• **Required work**: After finding the line containing "#[derive(Debug, Clone, Copy, PartialEq, Eq)]" below, please output that line and each following one through the line containing "name is bound", exactly as written.

START Exercise data

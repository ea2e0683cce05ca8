// ABOUTME: Interpreter facade: parse, statically check, and dispatch entry points

use crate::ast::Program;
use crate::check::check_program;
use crate::config::LimitsConfig;
use crate::error::Fault;
use crate::eval::Evaluator;
use crate::parser::parse_program;

/// A parsed and validated program, ready to dispatch entry points.
///
/// Building is the expensive half; `run` may be called any number of times
/// and shares no state between dispatches.
#[derive(Debug, Clone)]
pub struct Interpreter {
    program: Program,
    limits: LimitsConfig,
}

impl Interpreter {
    /// Parses and statically checks `source` with no execution limits.
    pub fn build(source: &str) -> Result<Self, Fault> {
        Interpreter::build_with_limits(source, LimitsConfig::default())
    }

    /// Parses and statically checks `source`; `limits` applies to every
    /// subsequent dispatch.
    pub fn build_with_limits(source: &str, limits: LimitsConfig) -> Result<Self, Fault> {
        let program = parse_program(source)?;
        check_program(&program)?;
        Ok(Interpreter { program, limits })
    }

    /// Runs the named entry function with the given integer arguments.
    pub fn run(&self, entry: &str, args: &[i64]) -> Result<i64, Fault> {
        Evaluator::with_limits(&self.program, self.limits).invoke(entry, args)
    }

    /// The parsed function table.
    pub fn program(&self) -> &Program {
        &self.program
    }
}

/// Parses, checks, and runs `entry` over `source` in one step.
pub fn evaluate(source: &str, entry: &str, args: &[i64]) -> Result<i64, Fault> {
    Interpreter::build(source)?.run(entry, args)
}
// ABOUTME: Syntax tree for parsed programs: functions, scopes, statements, expressions

use crate::builtins::Builtin;

/// A value-producing node. Operator operands and call arguments are always
/// variable names, never nested expressions or literals.
///
/// A bare name on an assignment's right-hand side parses as a call with no
/// arguments; whether it invokes a function or reads a variable is decided
/// by resolution, where a defined function always wins.
#[derive(Debug, Clone, PartialEq, Eq)]
pub enum Expression {
    Literal(i64),
    BuiltinOp {
        op: Builtin,
        left: String,
        right: String,
    },
    Call {
        callee: String,
        args: Vec<String>,
    },
}

/// The two predicate-scoped block forms.
#[derive(Debug, Clone, Copy, PartialEq, Eq)]
pub enum BlockKind {
    If,
    While,
}

#[derive(Debug, Clone, PartialEq, Eq)]
pub enum Statement {
    Assignment {
        target: String,
        rhs: Expression,
        line: usize,
    },
    Block {
        kind: BlockKind,
        predicate: String,
        body: Scope,
        line: usize,
    },
}

impl Statement {
    /// The 1-based source line the statement came from.
    pub fn line(&self) -> usize {
        match self {
            Statement::Assignment { line, .. } | Statement::Block { line, .. } => *line,
        }
    }
}

/// An ordered run of statements sharing one indentation prefix. Grouping
/// only; it carries no state of its own.
#[derive(Debug, Clone, Default, PartialEq, Eq)]
pub struct Scope {
    pub statements: Vec<Statement>,
}

/// A user-defined function. The environment entry named after the function
/// itself is the return slot: seeded to 0 on invocation, its final value is
/// the return value.
#[derive(Debug, Clone, PartialEq, Eq)]
pub struct Function {
    pub name: String,
    /// Parameters in declaration order. A lexically repeated name is bound
    /// repeatedly, so the last occurrence wins.
    pub params: Vec<String>,
    pub body: Scope,
    /// 1-based line of the `def` header.
    pub line: usize,
}

/// A parsed program: the function table, sole owner of all bodies. Call
/// nodes hold callee names as strings and resolve through `lookup`, so the
/// tree contains no cycles.
#[derive(Debug, Clone, Default, PartialEq, Eq)]
pub struct Program {
    pub functions: Vec<Function>,
}

impl Program {
    /// Finds a function by name. Names are unique, enforced at parse time.
    pub fn lookup(&self, name: &str) -> Option<&Function> {
        self.functions.iter().find(|f| f.name == name)
    }
}
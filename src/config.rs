// ABOUTME: Version constant and sandbox execution limits

pub const VERSION: &str = "0.1.0";

/// Execution limits for sandboxed runs.
///
/// Both limits default to off, matching the language's reference behavior:
/// recursion is bounded only by the host stack and loops may spin forever.
/// Exceeding a configured limit surfaces as a runtime fault.
#[derive(Debug, Clone, Copy, Default)]
pub struct LimitsConfig {
    /// Maximum number of simultaneously active function invocations.
    pub max_call_depth: Option<usize>,
    /// Maximum number of statement executions per dispatch.
    pub max_steps: Option<u64>,
}
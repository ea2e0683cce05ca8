mod ast;
mod builtins;
mod check;
mod config;
mod env;
mod error;
mod eval;
mod interpreter;
mod lexer;
mod parser;

use clap::Parser;
use config::LimitsConfig;
use interpreter::Interpreter;
use std::path::PathBuf;
use std::process::ExitCode;

/// Tree-walking interpreter for Rec programs
#[derive(Parser, Debug)]
#[command(name = "rec-lang")]
#[command(version = config::VERSION)]
#[command(about = "Runs a function from a Rec program with integer arguments")]
struct CliArgs {
    /// Program file to load
    #[arg(value_name = "FILE")]
    program: PathBuf,

    /// Entry function to dispatch
    #[arg(long = "entry", short = 'e', default_value = "main")]
    entry: String,

    /// Integer arguments passed to the entry function
    #[arg(value_name = "ARG", allow_negative_numbers = true)]
    args: Vec<i64>,

    /// Abort dispatches nested deeper than this many calls
    #[arg(long = "max-call-depth", value_name = "N")]
    max_call_depth: Option<usize>,

    /// Abort dispatches after this many statement executions
    #[arg(long = "max-steps", value_name = "N")]
    max_steps: Option<u64>,
}

fn main() -> ExitCode {
    let cli = CliArgs::parse();

    let source = match std::fs::read_to_string(&cli.program) {
        Ok(source) => source,
        Err(err) => {
            eprintln!("{}: {}", cli.program.display(), err);
            return ExitCode::FAILURE;
        }
    };

    let limits = LimitsConfig {
        max_call_depth: cli.max_call_depth,
        max_steps: cli.max_steps,
    };

    let interpreter = match Interpreter::build_with_limits(&source, limits) {
        Ok(interpreter) => interpreter,
        Err(fault) => {
            eprintln!("{}", fault);
            return ExitCode::FAILURE;
        }
    };

    match interpreter.run(&cli.entry, &cli.args) {
        Ok(value) => {
            println!("{}", value);
            ExitCode::SUCCESS
        }
        Err(fault) => {
            eprintln!("{}", fault);
            ExitCode::FAILURE
        }
    }
}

END Exercise data

• **Exercise answer**:
#[derive(Debug, Clone, Copy, PartialEq, Eq)]
pub enum BlockKind {
    If,
    While,
}

#[derive(Debug, Clone, PartialEq, Eq)]
pub enum Statement {
    Assignment {
        target: String,
        rhs: Expression,
        line: usize,
    },
    Block {
        kind: BlockKind,
        predicate: String,
        body: Scope,
        line: usize,
    },
}

impl Statement {
    /// The 1-based source line the statement came from.
    pub fn line(&self) -> usize {
        match self {
            Statement::Assignment { line, .. } | Statement::Block { line, .. } => *line,
        }
    }
}

/// An ordered run of statements sharing one indentation prefix. Grouping
/// only; it carries no state of its own.
#[derive(Debug, Clone, Default, PartialEq, Eq)]
pub struct Scope {
    pub statements: Vec<Statement>,
}

/// A user-defined function. The environment entry named after the function
/// itself is the return slot: seeded to 0 on invocation, its final value is
/// the return value.
#[derive(Debug, Clone, PartialEq, Eq)]
pub struct Function {
    pub name: String,
    /// Parameters in declaration order. A lexically repeated name is bound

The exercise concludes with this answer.